What you are asked to do:
The result should be every line of the listing that contains "value".
***
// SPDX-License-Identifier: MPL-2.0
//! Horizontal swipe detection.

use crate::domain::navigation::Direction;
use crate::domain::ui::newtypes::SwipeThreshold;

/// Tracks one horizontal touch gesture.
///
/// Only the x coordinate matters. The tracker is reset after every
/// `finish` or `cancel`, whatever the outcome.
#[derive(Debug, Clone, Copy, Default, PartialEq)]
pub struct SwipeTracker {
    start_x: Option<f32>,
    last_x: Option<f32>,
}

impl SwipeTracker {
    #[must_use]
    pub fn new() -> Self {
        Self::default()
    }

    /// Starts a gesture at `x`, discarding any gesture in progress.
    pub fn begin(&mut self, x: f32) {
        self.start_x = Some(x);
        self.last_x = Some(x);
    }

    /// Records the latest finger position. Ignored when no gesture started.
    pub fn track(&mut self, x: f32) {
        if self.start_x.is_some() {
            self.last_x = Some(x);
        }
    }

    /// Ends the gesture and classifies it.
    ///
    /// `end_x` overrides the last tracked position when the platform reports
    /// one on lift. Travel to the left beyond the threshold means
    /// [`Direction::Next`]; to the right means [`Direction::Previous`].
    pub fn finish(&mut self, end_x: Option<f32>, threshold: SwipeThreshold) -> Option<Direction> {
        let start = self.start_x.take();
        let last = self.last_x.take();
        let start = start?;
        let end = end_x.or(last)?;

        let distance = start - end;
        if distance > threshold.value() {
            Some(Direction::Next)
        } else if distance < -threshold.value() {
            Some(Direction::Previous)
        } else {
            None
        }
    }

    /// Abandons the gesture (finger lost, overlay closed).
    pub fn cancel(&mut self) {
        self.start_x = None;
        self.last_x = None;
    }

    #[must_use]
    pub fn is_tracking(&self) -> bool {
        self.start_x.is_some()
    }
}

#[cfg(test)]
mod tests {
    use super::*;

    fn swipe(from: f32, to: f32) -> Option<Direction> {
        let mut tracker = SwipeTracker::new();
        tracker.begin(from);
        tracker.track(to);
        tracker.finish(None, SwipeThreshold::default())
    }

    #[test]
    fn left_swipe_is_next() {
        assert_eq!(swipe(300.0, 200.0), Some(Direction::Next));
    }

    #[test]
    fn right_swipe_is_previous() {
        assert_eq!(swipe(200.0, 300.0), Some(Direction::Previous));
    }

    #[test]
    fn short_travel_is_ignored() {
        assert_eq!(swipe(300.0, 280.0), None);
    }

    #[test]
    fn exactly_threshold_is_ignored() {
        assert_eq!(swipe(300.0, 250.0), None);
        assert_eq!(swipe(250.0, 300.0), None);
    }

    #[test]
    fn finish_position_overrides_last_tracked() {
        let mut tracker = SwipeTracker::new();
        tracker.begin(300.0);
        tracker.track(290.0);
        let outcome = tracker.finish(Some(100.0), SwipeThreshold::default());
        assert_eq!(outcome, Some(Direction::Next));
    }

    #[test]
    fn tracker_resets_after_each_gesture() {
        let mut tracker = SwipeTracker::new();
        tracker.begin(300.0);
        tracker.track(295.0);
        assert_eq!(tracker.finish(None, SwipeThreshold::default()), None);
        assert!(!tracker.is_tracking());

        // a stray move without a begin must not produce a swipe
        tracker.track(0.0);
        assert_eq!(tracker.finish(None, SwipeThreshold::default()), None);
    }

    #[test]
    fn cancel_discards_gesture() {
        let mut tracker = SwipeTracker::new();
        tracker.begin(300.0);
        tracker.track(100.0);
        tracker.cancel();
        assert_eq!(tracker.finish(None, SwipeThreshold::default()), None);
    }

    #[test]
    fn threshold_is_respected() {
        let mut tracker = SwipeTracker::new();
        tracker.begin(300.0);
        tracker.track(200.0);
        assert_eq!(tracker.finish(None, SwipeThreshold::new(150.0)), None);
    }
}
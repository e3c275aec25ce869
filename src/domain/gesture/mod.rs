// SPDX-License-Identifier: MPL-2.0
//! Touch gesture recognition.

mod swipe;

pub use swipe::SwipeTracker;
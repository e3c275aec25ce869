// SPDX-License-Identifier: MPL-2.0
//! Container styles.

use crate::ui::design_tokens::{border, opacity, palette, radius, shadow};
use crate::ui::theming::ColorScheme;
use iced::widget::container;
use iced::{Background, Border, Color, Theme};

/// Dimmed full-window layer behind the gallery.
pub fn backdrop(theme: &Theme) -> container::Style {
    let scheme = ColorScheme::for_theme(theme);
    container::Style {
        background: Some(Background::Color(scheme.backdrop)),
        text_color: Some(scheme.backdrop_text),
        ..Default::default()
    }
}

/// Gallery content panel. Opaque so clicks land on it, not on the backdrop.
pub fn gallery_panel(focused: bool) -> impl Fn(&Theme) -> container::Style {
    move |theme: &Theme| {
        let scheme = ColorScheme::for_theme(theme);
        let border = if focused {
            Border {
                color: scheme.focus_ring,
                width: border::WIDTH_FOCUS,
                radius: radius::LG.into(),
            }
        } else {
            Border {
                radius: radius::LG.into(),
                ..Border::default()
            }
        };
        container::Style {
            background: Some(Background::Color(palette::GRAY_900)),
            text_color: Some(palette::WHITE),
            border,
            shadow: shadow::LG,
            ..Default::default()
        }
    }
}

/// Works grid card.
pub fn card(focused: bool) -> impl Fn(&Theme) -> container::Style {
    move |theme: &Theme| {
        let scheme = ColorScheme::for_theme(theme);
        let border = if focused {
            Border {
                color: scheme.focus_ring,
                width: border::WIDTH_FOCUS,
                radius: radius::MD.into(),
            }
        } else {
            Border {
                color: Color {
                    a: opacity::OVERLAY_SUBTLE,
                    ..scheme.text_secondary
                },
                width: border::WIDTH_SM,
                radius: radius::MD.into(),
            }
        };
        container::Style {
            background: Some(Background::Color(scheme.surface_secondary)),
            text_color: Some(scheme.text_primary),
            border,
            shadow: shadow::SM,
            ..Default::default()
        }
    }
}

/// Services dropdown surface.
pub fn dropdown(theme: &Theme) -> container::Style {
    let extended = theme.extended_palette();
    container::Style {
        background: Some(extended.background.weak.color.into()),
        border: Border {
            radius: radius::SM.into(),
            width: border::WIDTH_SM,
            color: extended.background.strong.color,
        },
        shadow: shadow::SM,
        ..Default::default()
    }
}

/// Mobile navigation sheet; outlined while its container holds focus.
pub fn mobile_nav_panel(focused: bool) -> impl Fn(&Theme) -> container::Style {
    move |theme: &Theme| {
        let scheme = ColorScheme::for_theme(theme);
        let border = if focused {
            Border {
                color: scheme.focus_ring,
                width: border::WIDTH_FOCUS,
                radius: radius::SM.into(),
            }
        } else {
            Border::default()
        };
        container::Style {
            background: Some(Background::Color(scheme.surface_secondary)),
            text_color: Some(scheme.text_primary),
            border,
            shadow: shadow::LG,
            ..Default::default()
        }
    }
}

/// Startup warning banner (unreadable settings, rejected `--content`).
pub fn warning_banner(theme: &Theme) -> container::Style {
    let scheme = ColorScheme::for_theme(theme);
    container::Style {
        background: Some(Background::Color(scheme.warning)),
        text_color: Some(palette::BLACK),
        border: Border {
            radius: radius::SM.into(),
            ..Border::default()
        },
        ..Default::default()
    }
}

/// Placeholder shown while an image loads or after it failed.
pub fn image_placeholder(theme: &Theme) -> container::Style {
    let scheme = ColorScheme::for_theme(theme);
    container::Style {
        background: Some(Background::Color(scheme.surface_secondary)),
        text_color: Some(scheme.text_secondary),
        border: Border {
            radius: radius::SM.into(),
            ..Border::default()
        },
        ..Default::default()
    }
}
***
Exercise output:
        if distance > threshold.value() {
        } else if distance < -threshold.value() {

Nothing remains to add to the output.